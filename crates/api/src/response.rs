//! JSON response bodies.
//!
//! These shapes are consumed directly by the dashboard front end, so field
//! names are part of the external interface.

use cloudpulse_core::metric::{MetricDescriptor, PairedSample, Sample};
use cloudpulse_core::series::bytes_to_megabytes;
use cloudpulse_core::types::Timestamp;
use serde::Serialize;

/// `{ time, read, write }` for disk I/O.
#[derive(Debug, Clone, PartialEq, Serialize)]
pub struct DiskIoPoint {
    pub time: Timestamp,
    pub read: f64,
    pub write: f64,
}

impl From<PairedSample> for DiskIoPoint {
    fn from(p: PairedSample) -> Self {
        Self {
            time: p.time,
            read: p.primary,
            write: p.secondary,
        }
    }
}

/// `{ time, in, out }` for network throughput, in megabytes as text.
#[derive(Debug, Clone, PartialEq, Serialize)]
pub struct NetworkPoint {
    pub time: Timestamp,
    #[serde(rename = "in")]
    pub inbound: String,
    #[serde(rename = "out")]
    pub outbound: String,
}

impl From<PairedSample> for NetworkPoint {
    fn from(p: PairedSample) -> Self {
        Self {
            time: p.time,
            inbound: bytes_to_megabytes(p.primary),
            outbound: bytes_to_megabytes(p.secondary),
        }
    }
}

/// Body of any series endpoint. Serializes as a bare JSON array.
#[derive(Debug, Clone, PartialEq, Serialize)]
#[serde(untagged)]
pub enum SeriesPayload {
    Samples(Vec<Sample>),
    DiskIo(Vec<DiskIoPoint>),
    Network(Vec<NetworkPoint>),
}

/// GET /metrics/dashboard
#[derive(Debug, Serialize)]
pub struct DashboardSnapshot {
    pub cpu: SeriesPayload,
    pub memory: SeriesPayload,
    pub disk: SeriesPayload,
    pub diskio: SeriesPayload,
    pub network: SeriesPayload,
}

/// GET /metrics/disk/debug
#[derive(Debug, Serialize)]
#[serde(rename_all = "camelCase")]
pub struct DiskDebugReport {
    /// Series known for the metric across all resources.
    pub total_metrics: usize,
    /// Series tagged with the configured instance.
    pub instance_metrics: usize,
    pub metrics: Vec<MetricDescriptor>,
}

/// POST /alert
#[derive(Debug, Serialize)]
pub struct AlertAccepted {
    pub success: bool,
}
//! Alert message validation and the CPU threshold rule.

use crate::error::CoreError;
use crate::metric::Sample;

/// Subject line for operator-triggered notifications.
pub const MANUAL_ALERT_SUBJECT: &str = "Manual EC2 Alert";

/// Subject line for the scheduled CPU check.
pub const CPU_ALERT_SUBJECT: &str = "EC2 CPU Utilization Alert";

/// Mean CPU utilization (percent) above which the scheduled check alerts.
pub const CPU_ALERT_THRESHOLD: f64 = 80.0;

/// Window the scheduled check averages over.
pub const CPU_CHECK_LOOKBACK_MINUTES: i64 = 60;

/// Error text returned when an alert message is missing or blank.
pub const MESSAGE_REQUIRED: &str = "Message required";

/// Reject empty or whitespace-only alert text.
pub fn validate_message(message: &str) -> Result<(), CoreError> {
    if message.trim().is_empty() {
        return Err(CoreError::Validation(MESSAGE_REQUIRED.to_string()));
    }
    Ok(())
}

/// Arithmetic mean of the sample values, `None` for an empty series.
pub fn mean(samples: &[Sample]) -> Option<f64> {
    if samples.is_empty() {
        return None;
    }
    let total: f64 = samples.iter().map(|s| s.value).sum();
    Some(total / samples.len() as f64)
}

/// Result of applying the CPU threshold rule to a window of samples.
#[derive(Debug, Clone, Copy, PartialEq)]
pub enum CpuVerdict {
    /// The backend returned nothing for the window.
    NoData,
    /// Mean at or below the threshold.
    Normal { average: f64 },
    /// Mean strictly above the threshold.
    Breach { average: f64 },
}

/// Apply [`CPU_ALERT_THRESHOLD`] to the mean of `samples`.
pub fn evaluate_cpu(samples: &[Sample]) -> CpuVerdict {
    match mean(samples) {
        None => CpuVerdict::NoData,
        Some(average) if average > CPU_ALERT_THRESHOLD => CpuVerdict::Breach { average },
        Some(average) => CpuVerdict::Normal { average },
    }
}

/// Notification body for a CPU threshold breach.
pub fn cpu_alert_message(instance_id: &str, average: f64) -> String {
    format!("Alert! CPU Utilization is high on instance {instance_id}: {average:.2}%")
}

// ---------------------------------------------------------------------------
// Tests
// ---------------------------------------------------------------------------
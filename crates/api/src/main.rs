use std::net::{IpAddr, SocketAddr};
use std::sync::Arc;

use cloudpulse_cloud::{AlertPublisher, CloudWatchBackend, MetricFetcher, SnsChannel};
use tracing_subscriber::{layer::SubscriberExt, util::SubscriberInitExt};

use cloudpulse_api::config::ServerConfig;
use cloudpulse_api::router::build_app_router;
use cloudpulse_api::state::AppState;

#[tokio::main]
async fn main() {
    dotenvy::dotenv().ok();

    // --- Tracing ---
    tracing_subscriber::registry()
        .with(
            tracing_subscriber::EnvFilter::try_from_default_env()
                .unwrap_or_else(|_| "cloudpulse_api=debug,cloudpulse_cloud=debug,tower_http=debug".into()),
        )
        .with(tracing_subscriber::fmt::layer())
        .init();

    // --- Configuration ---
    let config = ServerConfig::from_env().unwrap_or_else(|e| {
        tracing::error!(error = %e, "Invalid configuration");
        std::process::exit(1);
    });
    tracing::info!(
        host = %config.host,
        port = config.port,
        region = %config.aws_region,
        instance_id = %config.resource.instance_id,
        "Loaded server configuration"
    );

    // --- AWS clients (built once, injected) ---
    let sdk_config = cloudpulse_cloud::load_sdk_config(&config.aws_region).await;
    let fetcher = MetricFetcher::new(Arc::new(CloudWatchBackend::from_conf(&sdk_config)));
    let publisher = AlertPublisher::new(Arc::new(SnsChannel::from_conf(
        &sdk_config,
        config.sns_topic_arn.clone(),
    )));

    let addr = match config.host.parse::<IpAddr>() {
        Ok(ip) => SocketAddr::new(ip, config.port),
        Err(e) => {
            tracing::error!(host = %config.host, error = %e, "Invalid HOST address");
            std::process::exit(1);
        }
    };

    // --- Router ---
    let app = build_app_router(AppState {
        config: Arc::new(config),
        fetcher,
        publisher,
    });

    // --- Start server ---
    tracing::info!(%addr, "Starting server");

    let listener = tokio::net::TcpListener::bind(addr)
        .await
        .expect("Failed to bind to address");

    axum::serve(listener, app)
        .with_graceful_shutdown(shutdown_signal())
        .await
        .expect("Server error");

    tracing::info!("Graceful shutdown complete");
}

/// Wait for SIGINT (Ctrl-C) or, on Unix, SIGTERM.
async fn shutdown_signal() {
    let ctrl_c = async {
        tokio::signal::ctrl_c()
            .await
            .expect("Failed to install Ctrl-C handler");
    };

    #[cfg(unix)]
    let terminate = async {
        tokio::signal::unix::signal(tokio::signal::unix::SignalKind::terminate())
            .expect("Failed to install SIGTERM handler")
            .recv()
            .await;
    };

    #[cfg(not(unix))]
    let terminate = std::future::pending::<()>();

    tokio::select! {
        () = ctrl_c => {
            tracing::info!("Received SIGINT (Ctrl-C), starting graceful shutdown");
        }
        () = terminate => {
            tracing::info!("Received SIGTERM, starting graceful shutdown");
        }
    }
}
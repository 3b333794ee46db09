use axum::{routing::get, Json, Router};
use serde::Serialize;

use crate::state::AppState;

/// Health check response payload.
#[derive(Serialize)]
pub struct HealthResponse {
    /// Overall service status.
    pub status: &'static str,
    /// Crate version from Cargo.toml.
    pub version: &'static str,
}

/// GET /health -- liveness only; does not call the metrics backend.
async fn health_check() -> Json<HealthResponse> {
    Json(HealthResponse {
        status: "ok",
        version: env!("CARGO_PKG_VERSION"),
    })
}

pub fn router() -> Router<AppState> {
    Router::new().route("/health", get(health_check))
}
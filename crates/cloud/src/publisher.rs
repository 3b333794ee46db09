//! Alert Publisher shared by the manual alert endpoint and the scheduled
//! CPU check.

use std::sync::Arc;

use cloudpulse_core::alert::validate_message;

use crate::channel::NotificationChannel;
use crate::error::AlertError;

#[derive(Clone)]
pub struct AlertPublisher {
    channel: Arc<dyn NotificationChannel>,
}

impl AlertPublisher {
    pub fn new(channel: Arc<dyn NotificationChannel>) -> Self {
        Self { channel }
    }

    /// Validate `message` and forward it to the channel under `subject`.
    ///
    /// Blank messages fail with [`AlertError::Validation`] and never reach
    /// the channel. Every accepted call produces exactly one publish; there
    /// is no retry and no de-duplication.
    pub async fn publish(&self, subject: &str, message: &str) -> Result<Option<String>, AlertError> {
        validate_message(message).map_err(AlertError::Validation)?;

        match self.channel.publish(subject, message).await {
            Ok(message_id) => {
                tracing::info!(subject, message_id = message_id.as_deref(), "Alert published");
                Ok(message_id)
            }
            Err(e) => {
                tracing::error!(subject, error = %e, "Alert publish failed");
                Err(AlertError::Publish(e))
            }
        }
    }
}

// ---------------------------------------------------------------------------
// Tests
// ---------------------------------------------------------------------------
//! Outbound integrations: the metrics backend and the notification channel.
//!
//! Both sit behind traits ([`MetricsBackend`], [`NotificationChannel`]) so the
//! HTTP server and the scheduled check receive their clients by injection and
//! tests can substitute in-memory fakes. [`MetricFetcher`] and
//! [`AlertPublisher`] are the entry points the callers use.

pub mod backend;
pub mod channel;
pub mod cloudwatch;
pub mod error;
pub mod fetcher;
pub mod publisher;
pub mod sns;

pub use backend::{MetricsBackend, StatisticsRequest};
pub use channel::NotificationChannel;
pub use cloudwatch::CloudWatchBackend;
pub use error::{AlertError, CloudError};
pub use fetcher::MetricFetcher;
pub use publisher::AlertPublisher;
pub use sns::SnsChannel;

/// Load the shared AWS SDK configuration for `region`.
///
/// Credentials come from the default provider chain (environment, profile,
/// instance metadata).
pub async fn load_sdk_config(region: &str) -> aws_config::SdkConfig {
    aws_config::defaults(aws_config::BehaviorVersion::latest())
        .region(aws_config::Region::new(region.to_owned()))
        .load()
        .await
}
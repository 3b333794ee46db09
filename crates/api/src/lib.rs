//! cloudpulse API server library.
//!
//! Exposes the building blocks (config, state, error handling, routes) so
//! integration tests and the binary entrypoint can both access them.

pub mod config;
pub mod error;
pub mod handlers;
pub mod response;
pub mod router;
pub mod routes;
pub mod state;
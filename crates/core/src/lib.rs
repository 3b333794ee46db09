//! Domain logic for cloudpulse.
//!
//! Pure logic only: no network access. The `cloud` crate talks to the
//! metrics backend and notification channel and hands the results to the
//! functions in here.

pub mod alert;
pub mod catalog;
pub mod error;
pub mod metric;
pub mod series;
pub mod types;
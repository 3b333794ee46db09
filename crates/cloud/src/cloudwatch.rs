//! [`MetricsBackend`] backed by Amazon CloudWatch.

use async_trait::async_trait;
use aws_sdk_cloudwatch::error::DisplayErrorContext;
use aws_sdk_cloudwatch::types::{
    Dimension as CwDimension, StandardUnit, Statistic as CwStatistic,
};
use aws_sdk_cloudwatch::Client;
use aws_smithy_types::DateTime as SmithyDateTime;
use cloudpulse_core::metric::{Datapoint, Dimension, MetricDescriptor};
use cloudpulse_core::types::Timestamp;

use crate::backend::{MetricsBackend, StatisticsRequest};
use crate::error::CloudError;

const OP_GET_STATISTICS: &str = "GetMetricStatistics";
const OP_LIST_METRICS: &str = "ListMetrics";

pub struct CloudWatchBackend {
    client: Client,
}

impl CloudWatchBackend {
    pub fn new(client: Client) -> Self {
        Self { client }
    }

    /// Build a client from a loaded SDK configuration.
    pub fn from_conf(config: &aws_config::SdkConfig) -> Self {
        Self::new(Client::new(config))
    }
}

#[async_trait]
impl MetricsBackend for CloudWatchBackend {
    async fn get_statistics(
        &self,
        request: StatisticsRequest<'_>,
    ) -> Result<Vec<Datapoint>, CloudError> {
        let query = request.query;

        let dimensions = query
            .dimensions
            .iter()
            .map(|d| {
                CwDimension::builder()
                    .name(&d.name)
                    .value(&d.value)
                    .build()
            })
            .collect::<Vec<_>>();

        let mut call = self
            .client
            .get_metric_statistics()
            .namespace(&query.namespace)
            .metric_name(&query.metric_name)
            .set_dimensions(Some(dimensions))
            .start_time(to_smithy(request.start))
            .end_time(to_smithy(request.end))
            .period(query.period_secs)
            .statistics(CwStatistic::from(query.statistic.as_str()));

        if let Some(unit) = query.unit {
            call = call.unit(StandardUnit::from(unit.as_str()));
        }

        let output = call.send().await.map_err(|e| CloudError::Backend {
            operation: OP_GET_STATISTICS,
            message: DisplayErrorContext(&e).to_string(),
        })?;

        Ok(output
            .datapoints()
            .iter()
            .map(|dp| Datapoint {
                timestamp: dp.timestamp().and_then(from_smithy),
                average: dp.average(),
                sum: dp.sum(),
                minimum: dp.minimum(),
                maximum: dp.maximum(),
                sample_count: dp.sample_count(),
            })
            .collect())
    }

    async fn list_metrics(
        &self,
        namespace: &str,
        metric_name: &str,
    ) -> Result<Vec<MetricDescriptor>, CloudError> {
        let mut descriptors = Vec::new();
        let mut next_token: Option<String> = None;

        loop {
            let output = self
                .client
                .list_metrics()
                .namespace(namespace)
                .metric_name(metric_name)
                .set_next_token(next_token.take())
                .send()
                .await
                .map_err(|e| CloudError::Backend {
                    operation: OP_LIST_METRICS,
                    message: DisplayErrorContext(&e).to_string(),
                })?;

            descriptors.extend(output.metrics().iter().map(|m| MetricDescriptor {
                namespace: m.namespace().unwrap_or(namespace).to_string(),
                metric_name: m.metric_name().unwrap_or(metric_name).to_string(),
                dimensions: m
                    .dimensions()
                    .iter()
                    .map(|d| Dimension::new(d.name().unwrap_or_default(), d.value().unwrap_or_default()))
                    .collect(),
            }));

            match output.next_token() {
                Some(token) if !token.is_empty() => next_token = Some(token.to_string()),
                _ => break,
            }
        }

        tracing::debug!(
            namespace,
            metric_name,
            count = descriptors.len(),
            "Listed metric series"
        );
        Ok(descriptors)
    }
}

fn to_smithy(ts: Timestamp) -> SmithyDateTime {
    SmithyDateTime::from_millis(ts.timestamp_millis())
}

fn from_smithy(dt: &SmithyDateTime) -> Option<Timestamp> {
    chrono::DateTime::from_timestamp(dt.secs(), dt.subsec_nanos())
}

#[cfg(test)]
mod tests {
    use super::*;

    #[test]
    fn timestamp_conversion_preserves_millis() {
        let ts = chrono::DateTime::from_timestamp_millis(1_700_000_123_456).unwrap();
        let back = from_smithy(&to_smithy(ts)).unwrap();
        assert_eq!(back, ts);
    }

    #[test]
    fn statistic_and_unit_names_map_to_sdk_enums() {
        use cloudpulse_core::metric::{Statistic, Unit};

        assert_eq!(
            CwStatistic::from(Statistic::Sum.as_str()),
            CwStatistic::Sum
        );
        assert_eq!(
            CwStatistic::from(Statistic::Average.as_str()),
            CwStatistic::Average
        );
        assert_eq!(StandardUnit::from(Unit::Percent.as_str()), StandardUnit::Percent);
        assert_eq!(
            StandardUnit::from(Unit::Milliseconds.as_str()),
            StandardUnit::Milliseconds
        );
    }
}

..........

§ **PROMPT**
Start at the first line of the entries and stop at the line that contains "pub enum SeriesPayload". Repeat every line in that span exactly, and nothing beyond it.

§ **RESPONSE**
filename crates/api/src/response.rs
//! JSON response bodies.
//!
//! These shapes are consumed directly by the dashboard front end, so field
//! names are part of the external interface.

use cloudpulse_core::metric::{MetricDescriptor, PairedSample, Sample};
use cloudpulse_core::series::bytes_to_megabytes;
use cloudpulse_core::types::Timestamp;
use serde::Serialize;

/// `{ time, read, write }` for disk I/O.
#[derive(Debug, Clone, PartialEq, Serialize)]
pub struct DiskIoPoint {
    pub time: Timestamp,
    pub read: f64,
    pub write: f64,
}

impl From<PairedSample> for DiskIoPoint {
    fn from(p: PairedSample) -> Self {
        Self {
            time: p.time,
            read: p.primary,
            write: p.secondary,
        }
    }
}

/// `{ time, in, out }` for network throughput, in megabytes as text.
#[derive(Debug, Clone, PartialEq, Serialize)]
pub struct NetworkPoint {
    pub time: Timestamp,
    #[serde(rename = "in")]
    pub inbound: String,
    #[serde(rename = "out")]
    pub outbound: String,
}

impl From<PairedSample> for NetworkPoint {
    fn from(p: PairedSample) -> Self {
        Self {
            time: p.time,
            inbound: bytes_to_megabytes(p.primary),
            outbound: bytes_to_megabytes(p.secondary),
        }
    }
}

/// Body of any series endpoint. Serializes as a bare JSON array.
#[derive(Debug, Clone, PartialEq, Serialize)]
#[serde(untagged)]
pub enum SeriesPayload {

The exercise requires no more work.